Attachments (Terms of Use)

  None (edit)
Description Haim 2012-05-02 04:46:40 EDT
Description of problem:

scenario: gluster support 

flow: add host 

result: when host goes up, getVdsCaps ends with exception 

reason: host has no virt capabilities, which in gluster-case, is more likely, need to add logic that test if host goes into gluster-cluster, and set proper flags in config file. 

workaround: add "fake_kvm_support=True" to vdsm.conf
Comment 1 Itamar Heim 2012-05-03 14:32:45 EDT
I assume there is a better way for this than fake_kvm_support...
Comment 2 Dan Kenigsberg 2012-05-06 03:42:49 EDT
No vdsm version. No vdsm.log. If I were Kaul I would have closed this bug on sight.
Comment 3 Haim 2012-05-06 04:17:24 EDT
(In reply to comment #2)
> No vdsm version. No vdsm.log.
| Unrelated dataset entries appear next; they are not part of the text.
use std::path::{Path, PathBuf};

use async_trait::async_trait;
use tokio::sync::RwLock;

use crate::errors::InternalError;
use crate::stores::user_store::{UserDirectory, UserStore};
use crate::types::db::{NewUser, UserRecord};

/// Accounts persisted as a JSON array in a single file
///
/// The whole file is rewritten after every insert (temp file + rename) while
/// the write lock is held, so concurrent registrations are serialized.
pub struct FileUserStore {
    path: PathBuf,
    directory: RwLock<UserDirectory>,
}

impl FileUserStore {
    /// Open the store at `path`, creating it with the demo account if absent
    pub async fn open(path: impl Into<PathBuf>) -> Result<Self, InternalError> {
        let path = path.into();

        let users = match tokio::fs::read_to_string(&path).await {
            Ok(raw) => serde_json::from_str::<Vec<UserRecord>>(&raw)
                .map_err(|e| InternalError::serialization("parse_users_file", e))?,
            Err(e) if e.kind() == std::io::ErrorKind::NotFound => {
                tracing::info!("Users file {} not found, creating it", path.display());
                let seed = vec![UserRecord::demo()];
                write_users(&path, &seed).await?;
                seed
            }
            Err(e) => return Err(InternalError::io("read_users_file", e)),
        };

        tracing::info!("Loaded {} users from {}", users.len(), path.display());

        Ok(Self {
            path,
            directory: RwLock::new(UserDirectory::new(users)),
        })
    }

    pub fn path(&self) -> &Path {
        &self.path
    }
}

async fn write_users(path: &Path, users: &[UserRecord]) -> Result<(), InternalError> {
    if let Some(parent) = path.parent() {
        if !parent.as_os_str().is_empty() {
            tokio::fs::create_dir_all(parent)
                .await
                .map_err(|e| InternalError::io("create_users_dir", e))?;
        }
    }

    let body = serde_json::to_vec_pretty(users)
        .map_err(|e| InternalError::serialization("serialize_users", e))?;

    let mut tmp = path.as_os_str().to_owned();
    tmp.push(".tmp");
    let tmp = PathBuf::from(tmp);

    tokio::fs::write(&tmp, body)
        .await
        .map_err(|e| InternalError::io("write_users_file", e))?;
    tokio::fs::rename(&tmp, path)
        .await
        .map_err(|e| InternalError::io("replace_users_file", e))?;

    Ok(())
}

#[async_trait]
impl UserStore for FileUserStore {
    fn backend(&self) -> &'static str {
        "file"
    }

    async fn find_by_email(&self, email: &str) -> Result<Option<UserRecord>, InternalError> {
        Ok(self.directory.read().await.find(email).cloned())
    }

    async fn create_user(&self, new_user: NewUser) -> Result<UserRecord, InternalError> {
        let mut directory = self.directory.write().await;
        let record = directory.insert(new_user)?;

        if let Err(e) = write_users(&self.path, directory.users()).await {
            directory.remove_last();
            return Err(e);
        }

        tracing::debug!("Stored user {} in {}", record.id, self.path.display());
        Ok(record)
    }

    async fn count(&self) -> Result<usize, InternalError> {
        Ok(self.directory.read().await.users().len())
    }
}
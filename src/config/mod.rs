mod bootstrap_settings;
mod config_spec;
mod env_provider;
mod errors;
mod logging;

pub use bootstrap_settings::{BootstrapSettings, UserStoreKind};
pub use config_spec::{ConfigSpec, ConfigValue, ConfigValueSource};
pub use env_provider::{EnvironmentProvider, SystemEnvironment};
#[cfg(test)]
pub use env_provider::MockEnvironment;
pub use errors::ApplicationError;
pub use logging::{LoggingConfig, LoggingError, init_logging, init_logging_with};
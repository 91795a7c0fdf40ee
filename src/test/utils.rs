// Test utilities shared across unit tests
// Only compiled when running tests

use std::sync::Arc;

use crate::services::AccountService;
use crate::stores::{MemoryUserStore, UserStore};
use crate::types::dto::items::{Item, ItemOwner};

/// Builds a catalog item with the fields the query engine looks at
///
/// Everything else gets a fixed filler value.
pub fn sample_item(id: u64, title: &str, description: &str, category: &str, size: &str, city: &str) -> Item {
    Item {
        id,
        title: title.to_string(),
        description: description.to_string(),
        price_per_day: 1000.0,
        size: size.to_string(),
        category: category.to_string(),
        image_url: None,
        owner: ItemOwner {
            name: format!("Owner {}", id),
            city: city.to_string(),
            rating: 4.5,
        },
        is_available: true,
        date_added: "2024-01-01".to_string(),
    }
}

/// 20 items: ids 1..=15 are "Dresses", 16..=20 are "Jackets"
///
/// Item 3 mentions silk in its title, item 17 in its description.
pub fn dresses_catalog() -> Vec<Item> {
    (1..=20)
        .map(|id| {
            let (category, title, description) = match id {
                3 => ("Dresses", "Silk Evening Dress".to_string(), "Floor length".to_string()),
                17 => ("Jackets", "Bomber Jacket".to_string(), "Lined with SILK".to_string()),
                1..=15 => ("Dresses", format!("Dress {}", id), "Cotton blend".to_string()),
                _ => ("Jackets", format!("Jacket {}", id), "Wool".to_string()),
            };
            let city = if id % 2 == 0 { "Mumbai" } else { "New Delhi" };
            let size = if id % 5 == 0 { "One Size" } else { "M" };
            sample_item(id, &title, &description, category, size, city)
        })
        .collect()
}

/// Account service over a fresh in-memory store seeded with the demo account
pub fn setup_test_account_service() -> (Arc<dyn UserStore>, AccountService) {
    let user_store: Arc<dyn UserStore> = Arc::new(MemoryUserStore::new());
    let account_service = AccountService::new(user_store.clone());
    (user_store, account_service)
}
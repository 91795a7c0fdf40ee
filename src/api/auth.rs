use std::sync::Arc;

use poem_openapi::{OpenApi, Tags, payload::Json};

use crate::errors::AuthError;
use crate::services::AccountService;
use crate::types::dto::auth::{
    AccountResponse, LoginRequest, RegisterApiResponse, RegisterRequest, UserProfile,
};

/// Account API endpoints
pub struct AuthApi {
    account_service: Arc<AccountService>,
}

impl AuthApi {
    /// Create a new AuthApi backed by the given AccountService
    pub fn new(account_service: Arc<AccountService>) -> Self {
        Self { account_service }
    }
}

/// API tags for account endpoints
#[derive(Tags)]
enum AuthTags {
    /// Registration and login
    Authentication,
}

#[OpenApi(prefix_path = "/auth")]
impl AuthApi {
    /// Register a new account
    ///
    /// Name, email, password, phone and city are required. The password is
    /// never echoed back.
    #[oai(path = "/register", method = "post", tag = "AuthTags::Authentication")]
    async fn register(&self, body: Json<RegisterRequest>) -> Result<RegisterApiResponse, AuthError> {
        let user = self.account_service.register(body.0).await?;

        Ok(RegisterApiResponse::Created(Json(AccountResponse {
            message: "Registration successful".to_string(),
            user: UserProfile::from(&user),
        })))
    }

    /// Login with email and password
    #[oai(path = "/login", method = "post", tag = "AuthTags::Authentication")]
    async fn login(&self, body: Json<LoginRequest>) -> Result<Json<AccountResponse>, AuthError> {
        let user = self.account_service.login(body.0).await?;

        Ok(Json(AccountResponse {
            message: "Login successful".to_string(),
            user: UserProfile::from(&user),
        }))
    }
}
use thiserror::Error;

pub mod catalog;
pub mod credential;
pub mod storage;

pub use catalog::CatalogError;
pub use credential::CredentialError;
pub use storage::StorageError;

/// Internal error type for store and service operations
///
/// Storage errors are shared; domain errors (Catalog,
/// Credential) belong to one store each.
/// Not exposed via API - endpoints must convert to AuthError or CatalogApiError.
#[derive(Error, Debug)]
pub enum InternalError {
    #[error(transparent)]
    Storage(#[from] StorageError),

    #[error(transparent)]
    Catalog(#[from] CatalogError),

    #[error(transparent)]
    Credential(#[from] CredentialError),
}

impl InternalError {
    pub fn io(operation: &str, source: std::io::Error) -> Self {
        InternalError::Storage(StorageError::Io {
            operation: operation.to_string(),
            source,
        })
    }

    pub fn serialization(operation: &str, source: serde_json::Error) -> Self {
        InternalError::Storage(StorageError::Serialization {
            operation: operation.to_string(),
            source,
        })
    }
}
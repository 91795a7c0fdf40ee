// Internal types that never cross the API boundary as-is
pub mod item_query;

pub use item_query::ItemQuery;
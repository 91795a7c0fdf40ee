use serde::{Deserialize, Serialize};

use crate::types::dto::auth::UserProfile;

/// Email of the account every fresh store is seeded with
pub const DEMO_EMAIL: &str = "demo@wearhouse.com";

/// Persisted account record, as held by every `UserStore` variant
///
/// The password is kept and compared as plain text.
#[derive(Clone, Debug, PartialEq, Serialize, Deserialize)]
pub struct UserRecord {
    pub id: u64,
    pub name: String,
    pub email: String,
    pub password: String,
    pub phone: String,
    pub city: String,
    #[serde(default)]
    pub address: String,
    #[serde(default)]
    pub rating: f64,
    #[serde(default)]
    pub reviews_count: u32,
}

/// Validated input for a new account; the store assigns the id
#[derive(Clone, Debug)]
pub struct NewUser {
    pub name: String,
    pub email: String,
    pub password: String,
    pub phone: String,
    pub city: String,
    pub address: String,
}

impl UserRecord {
    pub fn from_new(id: u64, new_user: NewUser) -> Self {
        Self {
            id,
            name: new_user.name,
            email: new_user.email,
            password: new_user.password,
            phone: new_user.phone,
            city: new_user.city,
            address: new_user.address,
            rating: 0.0,
            reviews_count: 0,
        }
    }

    /// Account every fresh store starts with
    pub fn demo() -> Self {
        Self {
            id: 1,
            name: "Demo User".to_string(),
            email: DEMO_EMAIL.to_string(),
            password: "password123".to_string(),
            phone: "+91 9876543210".to_string(),
            city: "Mumbai".to_string(),
            address: "123 Fashion Street, Mumbai".to_string(),
            rating: 5.0,
            reviews_count: 10,
        }
    }
}

impl From<&UserRecord> for UserProfile {
    fn from(u: &UserRecord) -> Self {
        Self {
            id: u.id,
            name: u.name.clone(),
            email: u.email.clone(),
            phone: u.phone.clone(),
            city: u.city.clone(),
            address: u.address.clone(),
            rating: u.rating,
            reviews_count: u.reviews_count,
        }
    }
}
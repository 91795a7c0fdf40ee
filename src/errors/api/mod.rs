// API-facing error types
pub mod auth;
pub mod catalog;


// Re-exports for convenience
pub use auth::AuthError;
pub use catalog::CatalogApiError;
use std::sync::Arc;

use crate::errors::InternalError;
use crate::errors::internal::CredentialError;
use crate::stores::UserStore;
use crate::types::db::{DEMO_EMAIL, NewUser, UserRecord};
use crate::types::dto::auth::{LoginRequest, RegisterRequest};

/// Shortest password accepted at registration
pub const MIN_PASSWORD_LENGTH: usize = 6;

/// Snapshot of the account store
#[derive(Debug, Clone, PartialEq, Eq)]
pub struct StoreStatus {
    pub backend: &'static str,
    pub demo_user_exists: bool,
    pub total_users: usize,
}

/// Registration and login rules on top of a `UserStore`
///
/// Passwords are compared verbatim; there is no hashing and no session state.
pub struct AccountService {
    user_store: Arc<dyn UserStore>,
}

impl AccountService {
    pub fn new(user_store: Arc<dyn UserStore>) -> Self {
        Self { user_store }
    }

    /// Validate a signup request and store the new account
    ///
    /// # Errors
    ///
    /// * `CredentialError::MissingFields` - name, email, password, phone or city blank
    /// * `CredentialError::InvalidEmail` - email lacks `@` or `.`
    /// * `CredentialError::PasswordTooShort` - password under 6 characters
    /// * `CredentialError::DuplicateEmail` - email already registered
    pub async fn register(&self, request: RegisterRequest) -> Result<UserRecord, InternalError> {
        let missing: Vec<String> = [
            ("name", request.name.trim().is_empty()),
            ("email", request.email.trim().is_empty()),
            ("password", request.password.is_empty()),
            ("phone", request.phone.trim().is_empty()),
            ("city", request.city.trim().is_empty()),
        ]
        .into_iter()
        .filter(|(_, blank)| *blank)
        .map(|(field, _)| field.to_string())
        .collect();

        if !missing.is_empty() {
            return Err(CredentialError::MissingFields(missing).into());
        }

        let email = normalize_email(&request.email);
        if !is_plausible_email(&email) {
            return Err(CredentialError::InvalidEmail(email).into());
        }

        if request.password.chars().count() < MIN_PASSWORD_LENGTH {
            return Err(CredentialError::PasswordTooShort {
                min_length: MIN_PASSWORD_LENGTH,
            }
            .into());
        }

        let record = self
            .user_store
            .create_user(NewUser {
                name: request.name.trim().to_string(),
                email,
                password: request.password,
                phone: request.phone.trim().to_string(),
                city: request.city.trim().to_string(),
                address: request.address.trim().to_string(),
            })
            .await?;

        tracing::info!(
            user_id = record.id,
            backend = self.user_store.backend(),
            "New user registered: {}",
            record.email
        );

        Ok(record)
    }

    /// Check an email/password pair against the store
    ///
    /// Unknown email and wrong password are indistinguishable to the caller.
    pub async fn login(&self, request: LoginRequest) -> Result<UserRecord, InternalError> {
        if request.email.trim().is_empty() || request.password.is_empty() {
            return Err(CredentialError::MissingCredentials.into());
        }

        let email = normalize_email(&request.email);
        match self.user_store.find_by_email(&email).await? {
            Some(user) if user.password == request.password => {
                tracing::info!(user_id = user.id, "User logged in: {}", user.email);
                Ok(user)
            }
            _ => {
                tracing::warn!("Failed login attempt for {}", email);
                Err(CredentialError::InvalidCredentials.into())
            }
        }
    }

    /// Whether the demo account is present and how many accounts exist
    pub async fn store_status(&self) -> Result<StoreStatus, InternalError> {
        let demo_user_exists = self.user_store.find_by_email(DEMO_EMAIL).await?.is_some();
        let total_users = self.user_store.count().await?;

        Ok(StoreStatus {
            backend: self.user_store.backend(),
            demo_user_exists,
            total_users,
        })
    }
}

/// Trim and lowercase an email address
pub fn normalize_email(raw: &str) -> String {
    raw.trim().to_lowercase()
}

fn is_plausible_email(email: &str) -> bool {
    email.contains('@') && email.contains('.')
}

#[cfg(test)]
mod tests {
    use super::*;
    use crate::stores::MemoryUserStore;
    use crate::test::utils::setup_test_account_service;

    fn register_request(email: &str, password: &str) -> RegisterRequest {
        RegisterRequest {
            name: "  Meera Iyer ".to_string(),
            email: email.to_string(),
            password: password.to_string(),
            phone: "98765 43210".to_string(),
            city: "Bangalore".to_string(),
            address: String::new(),
        }
    }

    fn login_request(email: &str, password: &str) -> LoginRequest {
        LoginRequest {
            email: email.to_string(),
            password: password.to_string(),
        }
    }

    #[tokio::test]
    async fn test_register_then_login() {
        let (_store, service) = setup_test_account_service();

        let created = service
            .register(register_request(" Meera@Example.COM ", "saree123"))
            .await
            .unwrap();
        assert_eq!(created.email, "meera@example.com");
        assert_eq!(created.name, "Meera Iyer");

        let logged_in = service
            .login(login_request("MEERA@example.com", "saree123"))
            .await
            .unwrap();
        assert_eq!(logged_in.id, created.id);
    }

    #[tokio::test]
    async fn test_register_reports_every_missing_field() {
        let (_store, service) = setup_test_account_service();
        let request = RegisterRequest {
            email: "x@example.com".to_string(),
            password: "abcdef".to_string(),
            name: "   ".to_string(),
            ..Default::default()
        };

        let result = service.register(request).await;
        match result {
            Err(InternalError::Credential(CredentialError::MissingFields(fields))) => {
                assert_eq!(fields, vec!["name", "phone", "city"]);
            }
            other => panic!("Expected MissingFields, got: {:?}", other),
        }
    }

    #[tokio::test]
    async fn test_register_rejects_malformed_email() {
        let (_store, service) = setup_test_account_service();

        let result = service.register(register_request("meera-at-example", "saree123")).await;
        assert!(matches!(
            result,
            Err(InternalError::Credential(CredentialError::InvalidEmail(_)))
        ));
    }

    #[tokio::test]
    async fn test_register_rejects_short_password() {
        let (store, service) = setup_test_account_service();

        let result = service.register(register_request("m@example.com", "12345")).await;
        assert!(matches!(
            result,
            Err(InternalError::Credential(CredentialError::PasswordTooShort { min_length: 6 }))
        ));
        assert_eq!(store.count().await.unwrap(), 1);
    }

    #[tokio::test]
    async fn test_register_rejects_existing_email_in_any_case() {
        let (_store, service) = setup_test_account_service();

        let result = service.register(register_request("Demo@WearHouse.com", "password123")).await;
        assert!(matches!(
            result,
            Err(InternalError::Credential(CredentialError::DuplicateEmail(_)))
        ));
    }

    #[tokio::test]
    async fn test_login_demo_account() {
        let (_store, service) = setup_test_account_service();

        let user = service
            .login(login_request("demo@wearhouse.com", "password123"))
            .await
            .unwrap();
        assert_eq!(user.name, "Demo User");
    }

    #[tokio::test]
    async fn test_login_wrong_password_and_unknown_email_look_the_same() {
        let (_store, service) = setup_test_account_service();

        let wrong_password = service.login(login_request("demo@wearhouse.com", "nope")).await;
        let unknown = service.login(login_request("ghost@wearhouse.com", "password123")).await;

        assert!(matches!(
            wrong_password,
            Err(InternalError::Credential(CredentialError::InvalidCredentials))
        ));
        assert!(matches!(
            unknown,
            Err(InternalError::Credential(CredentialError::InvalidCredentials))
        ));
    }

    #[tokio::test]
    async fn test_login_requires_both_fields() {
        let (_store, service) = setup_test_account_service();

        let result = service.login(login_request("demo@wearhouse.com", "")).await;
        assert!(matches!(
            result,
            Err(InternalError::Credential(CredentialError::MissingCredentials))
        ));
    }

    #[tokio::test]
    async fn test_store_status_counts_registrations() {
        let (_store, service) = setup_test_account_service();

        let before = service.store_status().await.unwrap();
        assert_eq!(
            before,
            StoreStatus {
                backend: "memory",
                demo_user_exists: true,
                total_users: 1,
            }
        );

        service
            .register(register_request("meera@example.com", "saree123"))
            .await
            .unwrap();

        assert_eq!(service.store_status().await.unwrap().total_users, 2);
    }

    #[tokio::test]
    async fn test_store_status_without_demo_account() {
        let service = AccountService::new(Arc::new(MemoryUserStore::with_users(Vec::new())));

        let status = service.store_status().await.unwrap();
        assert!(!status.demo_user_exists);
        assert_eq!(status.total_users, 0);
    }

    #[test]
    fn test_normalize_email() {
        assert_eq!(normalize_email("  Someone@Mail.COM\n"), "someone@mail.com");
    }
}
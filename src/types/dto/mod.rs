// API request/response models
pub mod auth;
pub mod common;
pub mod items;
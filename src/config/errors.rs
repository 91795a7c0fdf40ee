use std::fmt;

#[derive(Debug)]
pub enum ApplicationError {
    InvalidSetting { setting_name: String, reason: String },
    ParseError { setting_name: String, error: String },
}

impl fmt::Display for ApplicationError {
    fn fmt(&self, f: &mut fmt::Formatter<'_>) -> fmt::Result {
        match self {
            Self::InvalidSetting { setting_name, reason } => {
                write!(f, "Invalid setting '{}': {}", setting_name, reason)
            }
            Self::ParseError { setting_name, error } => {
                write!(f, "Failed to parse setting '{}': {}", setting_name, error)
            }
        }
    }
}

impl std::error::Error for ApplicationError {}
If I were Kaul I would have closed this bug on
> sight.

Its not working by design, you don't really need the logs, but if you do: 

Thread-21::DEBUG::2012-05-06 11:16:35,920::BindingXMLRPC::877::vds::(wrapper) client [10.35.97.135]::call getCapabilities with () {} flowID [68cc9fce]
Thread-21::ERROR::2012-05-06 11:16:35,949::BindingXMLRPC::886::vds::(wrapper) libvirt error
Traceback (most recent call last):
  File "/usr/share/vdsm/BindingXMLRPC.py", line 882, in wrapper
    res = f(*args, **kwargs)
  File "/usr/share/vdsm/BindingXMLRPC.py", line 291, in getCapabilities
    ret = api.getCapabilities()
  File "/usr/share/vdsm/API.py", line 1075, in getCapabilities
    c = caps.get()
  File "/usr/share/vdsm/caps.py", line 215, in get
    _getCompatibleCpuModels())
  File "/usr/lib/python2.7/site-packages/vdsm/utils.py", line 795, in __call__
    value = self.func(*args)
  File "/usr/share/vdsm/caps.py", line 129, in _getCompatibleCpuModels
    in allModels if compatible(model, vendor) ]
  File "/usr/share/vdsm/caps.py", line 125, in compatible
    return c.compareCPU(xml, 0) in (
  File "/usr/lib64/python2.7/site-packages/libvirt.py", line 2389, in compareCPU
    if ret == -1: raise libvirtError ('virConnectCompareCPU() failed', conn=self)
libvirtError: Requested operation is not valid: cannot get host CPU capabilities

as for version: 

vdsm-4.9.6-0.153.gitf628baf.fc16.x86_64, homemade one by shiressh.
Comment 4 Dan Kenigsberg 2012-05-06 05:35:02 EDT
(In reply to comment #3)
> 
> Its not working by design, you don't really need the logs, but if you do: 

Not true. This SHOULD work, and this

>     return c.compareCPU(xml, 0) in (
>   File "/usr/lib64/python2.7/site-packages/libvirt.py", line 2389, in
> compareCPU
>     if ret == -1: raise libvirtError ('virConnectCompareCPU() failed',
> conn=self)
> libvirtError: Requested operation is not valid: cannot get host CPU
> capabilities


is a libvirt bug. Which libvirt version is it? I think the bug was open long ago, maybe even fixed for f17.
Comment 5 Timothy Asir 2012-05-08 08:31:19 EDT

I tried add host from ovirt UI and filled necessary information.  Its failed with an error:" Failed to install Host fc38. Step: VT_SVM; Details: Server does not support virtualization."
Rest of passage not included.